AVAILABLE RECORDS below:

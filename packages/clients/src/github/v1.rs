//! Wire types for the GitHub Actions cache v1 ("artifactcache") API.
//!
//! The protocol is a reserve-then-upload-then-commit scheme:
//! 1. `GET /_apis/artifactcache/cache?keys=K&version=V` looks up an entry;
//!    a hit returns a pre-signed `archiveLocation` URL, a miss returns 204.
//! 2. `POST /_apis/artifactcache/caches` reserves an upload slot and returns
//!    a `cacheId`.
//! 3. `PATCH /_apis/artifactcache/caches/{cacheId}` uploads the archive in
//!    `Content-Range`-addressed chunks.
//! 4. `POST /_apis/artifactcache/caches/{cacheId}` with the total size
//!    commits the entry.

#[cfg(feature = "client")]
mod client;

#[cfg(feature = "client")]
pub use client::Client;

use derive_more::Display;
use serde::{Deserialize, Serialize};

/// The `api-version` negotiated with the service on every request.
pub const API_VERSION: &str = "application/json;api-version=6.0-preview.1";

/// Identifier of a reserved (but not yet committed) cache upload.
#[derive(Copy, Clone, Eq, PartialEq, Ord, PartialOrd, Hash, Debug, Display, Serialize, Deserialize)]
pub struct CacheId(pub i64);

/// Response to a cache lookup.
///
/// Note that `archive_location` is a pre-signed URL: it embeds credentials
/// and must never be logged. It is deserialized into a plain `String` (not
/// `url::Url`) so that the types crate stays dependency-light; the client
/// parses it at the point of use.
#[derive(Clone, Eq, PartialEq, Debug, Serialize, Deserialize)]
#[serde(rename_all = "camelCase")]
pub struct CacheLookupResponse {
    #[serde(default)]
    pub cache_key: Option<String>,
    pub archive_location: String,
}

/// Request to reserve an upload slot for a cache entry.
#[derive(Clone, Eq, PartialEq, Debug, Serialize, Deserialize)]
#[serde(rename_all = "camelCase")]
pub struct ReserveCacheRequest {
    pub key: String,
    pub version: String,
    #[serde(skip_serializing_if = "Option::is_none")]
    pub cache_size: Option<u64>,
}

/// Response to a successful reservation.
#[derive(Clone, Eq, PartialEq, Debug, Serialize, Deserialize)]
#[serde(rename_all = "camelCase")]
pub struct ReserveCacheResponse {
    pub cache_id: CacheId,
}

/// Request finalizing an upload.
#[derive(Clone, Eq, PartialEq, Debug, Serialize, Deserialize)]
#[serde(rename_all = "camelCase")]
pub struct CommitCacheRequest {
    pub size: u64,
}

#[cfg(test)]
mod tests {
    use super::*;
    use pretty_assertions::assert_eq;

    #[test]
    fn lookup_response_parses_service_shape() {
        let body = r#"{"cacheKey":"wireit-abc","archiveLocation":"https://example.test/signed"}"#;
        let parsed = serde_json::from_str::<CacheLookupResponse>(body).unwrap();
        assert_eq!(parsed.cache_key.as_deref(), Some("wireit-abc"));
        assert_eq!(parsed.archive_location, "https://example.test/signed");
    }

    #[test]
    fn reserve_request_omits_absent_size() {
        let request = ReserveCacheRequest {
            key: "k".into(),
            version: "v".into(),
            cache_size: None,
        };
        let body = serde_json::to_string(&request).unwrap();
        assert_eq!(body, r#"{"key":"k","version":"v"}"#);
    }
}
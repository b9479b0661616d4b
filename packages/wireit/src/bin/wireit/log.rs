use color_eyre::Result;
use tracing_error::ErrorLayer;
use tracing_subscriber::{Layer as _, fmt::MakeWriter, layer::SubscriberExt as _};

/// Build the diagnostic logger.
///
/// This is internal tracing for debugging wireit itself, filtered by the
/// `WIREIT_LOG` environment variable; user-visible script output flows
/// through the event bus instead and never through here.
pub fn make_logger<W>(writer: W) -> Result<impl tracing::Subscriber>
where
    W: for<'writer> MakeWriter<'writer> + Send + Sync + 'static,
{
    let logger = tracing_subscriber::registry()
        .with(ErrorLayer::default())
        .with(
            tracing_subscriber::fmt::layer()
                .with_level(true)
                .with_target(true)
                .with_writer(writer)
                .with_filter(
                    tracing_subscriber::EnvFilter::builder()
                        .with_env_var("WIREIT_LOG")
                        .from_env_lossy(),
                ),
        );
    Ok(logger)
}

End of AVAILABLE RECORDS.
AVAILABLE RECORDS below:

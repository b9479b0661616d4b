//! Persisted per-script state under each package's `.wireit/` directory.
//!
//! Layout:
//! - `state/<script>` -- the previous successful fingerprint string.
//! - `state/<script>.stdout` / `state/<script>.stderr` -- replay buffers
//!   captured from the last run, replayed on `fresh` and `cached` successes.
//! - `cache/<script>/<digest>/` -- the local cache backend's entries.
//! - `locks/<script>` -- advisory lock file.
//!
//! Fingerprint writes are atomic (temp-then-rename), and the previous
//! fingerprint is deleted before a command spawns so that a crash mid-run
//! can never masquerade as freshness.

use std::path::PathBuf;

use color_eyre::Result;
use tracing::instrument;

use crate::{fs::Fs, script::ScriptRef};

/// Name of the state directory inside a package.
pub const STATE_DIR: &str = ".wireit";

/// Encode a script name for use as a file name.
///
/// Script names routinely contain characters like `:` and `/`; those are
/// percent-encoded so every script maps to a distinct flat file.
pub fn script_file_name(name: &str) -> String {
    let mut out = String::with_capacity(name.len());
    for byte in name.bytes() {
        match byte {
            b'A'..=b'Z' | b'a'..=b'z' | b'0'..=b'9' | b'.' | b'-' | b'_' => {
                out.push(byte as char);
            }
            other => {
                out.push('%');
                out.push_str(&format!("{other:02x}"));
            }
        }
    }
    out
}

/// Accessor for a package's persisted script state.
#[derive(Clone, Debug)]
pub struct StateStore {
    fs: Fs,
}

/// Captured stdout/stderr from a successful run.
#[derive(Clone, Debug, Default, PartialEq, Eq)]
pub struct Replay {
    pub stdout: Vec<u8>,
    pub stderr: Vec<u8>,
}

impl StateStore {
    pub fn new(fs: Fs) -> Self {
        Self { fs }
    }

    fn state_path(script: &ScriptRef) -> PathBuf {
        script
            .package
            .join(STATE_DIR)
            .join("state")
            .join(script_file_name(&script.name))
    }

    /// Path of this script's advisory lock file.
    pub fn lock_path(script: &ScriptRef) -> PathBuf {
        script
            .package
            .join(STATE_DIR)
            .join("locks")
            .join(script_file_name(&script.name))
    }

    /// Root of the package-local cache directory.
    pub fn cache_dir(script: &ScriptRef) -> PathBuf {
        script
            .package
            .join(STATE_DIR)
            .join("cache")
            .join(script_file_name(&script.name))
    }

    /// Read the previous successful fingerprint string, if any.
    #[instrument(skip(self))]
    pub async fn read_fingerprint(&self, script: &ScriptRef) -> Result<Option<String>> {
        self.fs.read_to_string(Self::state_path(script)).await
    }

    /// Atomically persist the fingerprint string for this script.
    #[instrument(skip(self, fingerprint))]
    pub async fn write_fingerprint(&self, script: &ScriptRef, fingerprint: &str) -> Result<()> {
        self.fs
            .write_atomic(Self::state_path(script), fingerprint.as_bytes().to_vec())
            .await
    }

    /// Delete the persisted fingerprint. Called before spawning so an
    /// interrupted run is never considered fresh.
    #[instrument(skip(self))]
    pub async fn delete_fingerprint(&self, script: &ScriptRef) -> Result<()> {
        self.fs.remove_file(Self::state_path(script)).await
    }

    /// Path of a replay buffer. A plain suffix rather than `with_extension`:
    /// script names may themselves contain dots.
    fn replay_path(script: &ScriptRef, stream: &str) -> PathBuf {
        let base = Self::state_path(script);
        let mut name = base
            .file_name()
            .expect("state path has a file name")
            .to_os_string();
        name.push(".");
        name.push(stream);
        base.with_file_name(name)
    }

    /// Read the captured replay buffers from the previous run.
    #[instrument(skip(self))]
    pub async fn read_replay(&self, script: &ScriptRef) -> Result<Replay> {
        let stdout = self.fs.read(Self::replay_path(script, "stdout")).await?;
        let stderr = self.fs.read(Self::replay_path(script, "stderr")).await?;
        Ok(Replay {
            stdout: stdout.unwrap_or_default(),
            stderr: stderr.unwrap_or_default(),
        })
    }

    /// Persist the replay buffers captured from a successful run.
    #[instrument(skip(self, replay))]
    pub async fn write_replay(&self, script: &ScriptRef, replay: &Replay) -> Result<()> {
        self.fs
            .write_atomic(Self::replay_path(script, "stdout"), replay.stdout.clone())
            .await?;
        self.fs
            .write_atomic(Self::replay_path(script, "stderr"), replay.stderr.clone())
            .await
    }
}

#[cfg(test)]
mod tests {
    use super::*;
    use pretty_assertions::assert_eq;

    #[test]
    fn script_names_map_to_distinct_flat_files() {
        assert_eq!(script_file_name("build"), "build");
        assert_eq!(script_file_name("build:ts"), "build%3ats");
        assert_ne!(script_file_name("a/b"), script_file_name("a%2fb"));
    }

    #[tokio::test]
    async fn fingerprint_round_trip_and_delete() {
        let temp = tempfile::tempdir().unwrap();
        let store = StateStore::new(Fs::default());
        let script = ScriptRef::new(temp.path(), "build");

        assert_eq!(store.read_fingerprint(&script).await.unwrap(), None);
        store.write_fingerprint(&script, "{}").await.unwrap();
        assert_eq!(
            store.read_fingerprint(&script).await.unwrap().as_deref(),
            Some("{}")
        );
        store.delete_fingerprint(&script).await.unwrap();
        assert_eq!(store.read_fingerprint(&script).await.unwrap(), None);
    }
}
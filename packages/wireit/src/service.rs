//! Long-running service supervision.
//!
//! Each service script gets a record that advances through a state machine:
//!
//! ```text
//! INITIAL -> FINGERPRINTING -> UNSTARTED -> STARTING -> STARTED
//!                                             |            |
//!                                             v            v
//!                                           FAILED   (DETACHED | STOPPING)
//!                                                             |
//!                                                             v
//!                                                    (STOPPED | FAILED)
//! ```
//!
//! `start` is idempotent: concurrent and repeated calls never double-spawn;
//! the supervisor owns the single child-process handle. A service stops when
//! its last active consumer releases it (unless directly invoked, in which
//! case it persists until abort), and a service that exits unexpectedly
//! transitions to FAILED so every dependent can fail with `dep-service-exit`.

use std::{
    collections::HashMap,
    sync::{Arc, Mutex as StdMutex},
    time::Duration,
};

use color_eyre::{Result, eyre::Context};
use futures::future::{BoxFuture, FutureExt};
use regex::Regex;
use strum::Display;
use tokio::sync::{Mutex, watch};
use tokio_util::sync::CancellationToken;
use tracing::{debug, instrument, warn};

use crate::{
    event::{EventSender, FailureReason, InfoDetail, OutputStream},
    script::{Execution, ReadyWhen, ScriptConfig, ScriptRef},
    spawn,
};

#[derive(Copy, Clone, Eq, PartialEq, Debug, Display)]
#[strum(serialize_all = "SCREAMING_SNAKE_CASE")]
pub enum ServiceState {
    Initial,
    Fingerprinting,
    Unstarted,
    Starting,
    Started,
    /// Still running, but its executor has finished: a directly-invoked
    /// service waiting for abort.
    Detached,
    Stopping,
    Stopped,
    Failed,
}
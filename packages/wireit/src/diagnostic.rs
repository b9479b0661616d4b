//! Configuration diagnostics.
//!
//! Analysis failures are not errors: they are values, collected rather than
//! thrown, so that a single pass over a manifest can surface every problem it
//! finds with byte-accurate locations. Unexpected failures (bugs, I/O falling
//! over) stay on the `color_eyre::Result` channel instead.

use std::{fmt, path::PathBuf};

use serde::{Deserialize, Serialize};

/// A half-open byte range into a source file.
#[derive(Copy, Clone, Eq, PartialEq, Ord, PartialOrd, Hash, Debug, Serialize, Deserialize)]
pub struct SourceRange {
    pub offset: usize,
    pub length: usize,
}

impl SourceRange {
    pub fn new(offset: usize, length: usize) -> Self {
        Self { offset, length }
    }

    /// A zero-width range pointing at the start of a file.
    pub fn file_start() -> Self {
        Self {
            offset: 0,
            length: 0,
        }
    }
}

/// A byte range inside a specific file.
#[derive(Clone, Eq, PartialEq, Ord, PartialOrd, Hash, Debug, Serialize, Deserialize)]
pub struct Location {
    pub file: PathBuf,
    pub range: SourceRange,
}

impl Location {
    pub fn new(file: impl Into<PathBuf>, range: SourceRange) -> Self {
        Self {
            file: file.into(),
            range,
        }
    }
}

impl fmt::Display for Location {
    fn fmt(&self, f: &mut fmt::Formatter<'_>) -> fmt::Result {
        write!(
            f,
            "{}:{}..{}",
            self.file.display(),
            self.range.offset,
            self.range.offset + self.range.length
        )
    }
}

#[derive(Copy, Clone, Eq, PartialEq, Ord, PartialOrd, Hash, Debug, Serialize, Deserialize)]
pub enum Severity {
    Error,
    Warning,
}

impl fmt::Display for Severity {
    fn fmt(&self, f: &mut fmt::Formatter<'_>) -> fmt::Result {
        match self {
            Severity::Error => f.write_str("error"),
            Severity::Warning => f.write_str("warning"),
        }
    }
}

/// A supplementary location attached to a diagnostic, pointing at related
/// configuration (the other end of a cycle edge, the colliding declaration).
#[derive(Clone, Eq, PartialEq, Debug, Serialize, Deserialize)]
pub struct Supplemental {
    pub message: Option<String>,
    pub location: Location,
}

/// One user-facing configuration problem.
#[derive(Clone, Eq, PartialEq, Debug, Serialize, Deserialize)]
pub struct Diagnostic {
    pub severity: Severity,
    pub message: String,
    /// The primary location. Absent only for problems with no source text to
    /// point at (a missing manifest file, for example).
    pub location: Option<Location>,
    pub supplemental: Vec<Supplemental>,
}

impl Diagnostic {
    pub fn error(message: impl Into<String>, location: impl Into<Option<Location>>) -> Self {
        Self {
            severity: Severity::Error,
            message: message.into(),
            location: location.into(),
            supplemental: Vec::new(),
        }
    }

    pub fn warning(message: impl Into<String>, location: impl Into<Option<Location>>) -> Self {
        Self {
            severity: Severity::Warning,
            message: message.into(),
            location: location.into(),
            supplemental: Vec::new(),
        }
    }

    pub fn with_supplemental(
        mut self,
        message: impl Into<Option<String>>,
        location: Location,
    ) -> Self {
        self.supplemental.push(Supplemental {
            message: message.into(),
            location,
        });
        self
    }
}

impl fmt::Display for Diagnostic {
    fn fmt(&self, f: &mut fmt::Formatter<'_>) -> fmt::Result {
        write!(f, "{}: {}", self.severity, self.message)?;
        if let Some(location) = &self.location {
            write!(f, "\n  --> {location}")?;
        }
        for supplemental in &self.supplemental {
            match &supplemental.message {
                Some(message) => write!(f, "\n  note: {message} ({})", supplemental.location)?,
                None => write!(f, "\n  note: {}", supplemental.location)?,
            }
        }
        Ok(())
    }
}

End of AVAILABLE RECORDS.
AVAILABLE RECORDS below:

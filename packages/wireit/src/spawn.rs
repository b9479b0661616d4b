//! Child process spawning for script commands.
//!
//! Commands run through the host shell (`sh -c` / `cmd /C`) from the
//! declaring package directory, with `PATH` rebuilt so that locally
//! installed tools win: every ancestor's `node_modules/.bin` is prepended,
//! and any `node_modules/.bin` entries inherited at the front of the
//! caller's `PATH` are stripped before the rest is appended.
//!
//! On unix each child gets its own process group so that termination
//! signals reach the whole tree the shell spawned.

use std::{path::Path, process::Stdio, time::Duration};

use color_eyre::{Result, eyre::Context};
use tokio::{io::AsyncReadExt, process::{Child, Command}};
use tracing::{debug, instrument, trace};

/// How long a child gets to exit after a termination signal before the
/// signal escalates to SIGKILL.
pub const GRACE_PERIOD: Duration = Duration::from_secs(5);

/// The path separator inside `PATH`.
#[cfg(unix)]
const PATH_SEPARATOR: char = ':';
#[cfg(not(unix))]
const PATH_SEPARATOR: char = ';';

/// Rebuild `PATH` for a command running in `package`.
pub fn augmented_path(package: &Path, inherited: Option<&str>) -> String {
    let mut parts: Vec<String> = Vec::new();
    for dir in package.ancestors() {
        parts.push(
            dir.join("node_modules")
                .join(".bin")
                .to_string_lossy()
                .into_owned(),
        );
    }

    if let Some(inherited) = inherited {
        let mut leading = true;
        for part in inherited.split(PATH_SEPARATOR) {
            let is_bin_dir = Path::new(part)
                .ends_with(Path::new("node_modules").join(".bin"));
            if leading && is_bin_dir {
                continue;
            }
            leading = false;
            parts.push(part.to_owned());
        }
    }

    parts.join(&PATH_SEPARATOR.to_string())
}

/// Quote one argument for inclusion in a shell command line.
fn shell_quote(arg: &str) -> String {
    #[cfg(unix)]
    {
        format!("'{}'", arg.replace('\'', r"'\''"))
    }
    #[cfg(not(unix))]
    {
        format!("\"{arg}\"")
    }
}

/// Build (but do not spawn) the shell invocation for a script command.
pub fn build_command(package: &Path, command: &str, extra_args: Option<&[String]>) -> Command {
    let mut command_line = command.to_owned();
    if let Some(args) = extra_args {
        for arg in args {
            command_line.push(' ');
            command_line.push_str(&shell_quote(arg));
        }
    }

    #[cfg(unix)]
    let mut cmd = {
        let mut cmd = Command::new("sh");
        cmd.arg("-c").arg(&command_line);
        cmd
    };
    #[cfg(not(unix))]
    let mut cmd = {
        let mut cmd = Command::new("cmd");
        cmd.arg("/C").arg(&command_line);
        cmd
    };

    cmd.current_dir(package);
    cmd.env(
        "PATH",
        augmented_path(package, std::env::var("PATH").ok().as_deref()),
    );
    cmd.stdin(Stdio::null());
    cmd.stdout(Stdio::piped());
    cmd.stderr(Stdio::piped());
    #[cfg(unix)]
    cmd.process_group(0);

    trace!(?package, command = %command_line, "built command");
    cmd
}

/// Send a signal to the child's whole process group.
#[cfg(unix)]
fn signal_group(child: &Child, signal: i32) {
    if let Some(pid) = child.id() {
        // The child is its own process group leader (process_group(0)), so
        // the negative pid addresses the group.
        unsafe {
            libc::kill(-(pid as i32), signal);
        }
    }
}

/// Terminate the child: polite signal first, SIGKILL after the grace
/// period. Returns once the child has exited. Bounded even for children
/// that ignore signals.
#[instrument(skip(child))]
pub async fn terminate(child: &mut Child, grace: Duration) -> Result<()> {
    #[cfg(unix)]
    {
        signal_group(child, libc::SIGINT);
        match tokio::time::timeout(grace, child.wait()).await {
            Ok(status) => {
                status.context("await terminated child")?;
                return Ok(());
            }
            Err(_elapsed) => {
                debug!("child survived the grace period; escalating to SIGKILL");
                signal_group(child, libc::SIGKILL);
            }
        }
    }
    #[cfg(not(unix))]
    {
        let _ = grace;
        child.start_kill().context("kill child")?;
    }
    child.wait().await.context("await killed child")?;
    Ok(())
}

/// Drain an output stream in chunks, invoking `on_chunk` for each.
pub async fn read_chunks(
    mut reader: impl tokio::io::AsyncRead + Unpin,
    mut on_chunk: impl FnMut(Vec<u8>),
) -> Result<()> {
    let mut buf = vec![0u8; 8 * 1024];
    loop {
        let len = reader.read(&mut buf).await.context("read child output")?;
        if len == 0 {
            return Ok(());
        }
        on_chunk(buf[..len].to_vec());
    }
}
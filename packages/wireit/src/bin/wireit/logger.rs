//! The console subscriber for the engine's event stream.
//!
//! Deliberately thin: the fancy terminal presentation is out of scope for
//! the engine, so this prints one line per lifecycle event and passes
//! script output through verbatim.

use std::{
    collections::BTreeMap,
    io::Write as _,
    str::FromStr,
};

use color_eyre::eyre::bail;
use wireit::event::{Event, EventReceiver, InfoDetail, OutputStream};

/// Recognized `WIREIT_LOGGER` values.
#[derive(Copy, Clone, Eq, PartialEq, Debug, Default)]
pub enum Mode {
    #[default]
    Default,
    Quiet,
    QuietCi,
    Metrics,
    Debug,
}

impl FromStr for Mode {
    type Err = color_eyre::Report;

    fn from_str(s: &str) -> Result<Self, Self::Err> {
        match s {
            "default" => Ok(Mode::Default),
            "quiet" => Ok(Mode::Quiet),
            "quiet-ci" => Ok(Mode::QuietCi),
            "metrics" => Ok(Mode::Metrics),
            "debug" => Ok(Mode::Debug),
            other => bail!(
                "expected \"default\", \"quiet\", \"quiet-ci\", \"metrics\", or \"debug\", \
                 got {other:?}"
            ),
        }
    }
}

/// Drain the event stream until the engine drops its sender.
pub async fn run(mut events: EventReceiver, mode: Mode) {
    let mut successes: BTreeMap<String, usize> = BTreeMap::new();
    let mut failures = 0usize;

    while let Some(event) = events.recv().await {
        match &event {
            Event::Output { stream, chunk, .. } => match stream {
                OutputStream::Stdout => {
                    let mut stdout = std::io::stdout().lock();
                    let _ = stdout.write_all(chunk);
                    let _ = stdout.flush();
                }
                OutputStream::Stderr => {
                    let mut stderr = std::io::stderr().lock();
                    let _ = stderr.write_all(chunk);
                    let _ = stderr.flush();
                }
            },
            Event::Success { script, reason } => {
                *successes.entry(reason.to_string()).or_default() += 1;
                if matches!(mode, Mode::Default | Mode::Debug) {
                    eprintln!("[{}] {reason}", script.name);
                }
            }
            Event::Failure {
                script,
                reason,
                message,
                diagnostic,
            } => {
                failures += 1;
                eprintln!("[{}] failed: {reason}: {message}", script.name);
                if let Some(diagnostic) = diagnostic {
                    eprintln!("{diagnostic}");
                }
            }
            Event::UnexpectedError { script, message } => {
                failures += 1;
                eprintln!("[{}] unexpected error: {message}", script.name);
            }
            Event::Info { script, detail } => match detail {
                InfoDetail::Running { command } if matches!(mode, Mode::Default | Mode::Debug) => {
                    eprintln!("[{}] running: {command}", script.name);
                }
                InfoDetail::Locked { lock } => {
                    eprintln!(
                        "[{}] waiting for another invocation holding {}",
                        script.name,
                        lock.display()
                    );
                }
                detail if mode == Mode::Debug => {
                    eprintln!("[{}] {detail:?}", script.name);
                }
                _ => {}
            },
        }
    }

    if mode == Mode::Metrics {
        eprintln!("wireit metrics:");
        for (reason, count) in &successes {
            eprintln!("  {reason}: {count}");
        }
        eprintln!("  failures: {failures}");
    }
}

End of AVAILABLE RECORDS.

→ TASK GOAL
Write the number of data lines with "parts", nothing else.

→ TASK RESPONSE
4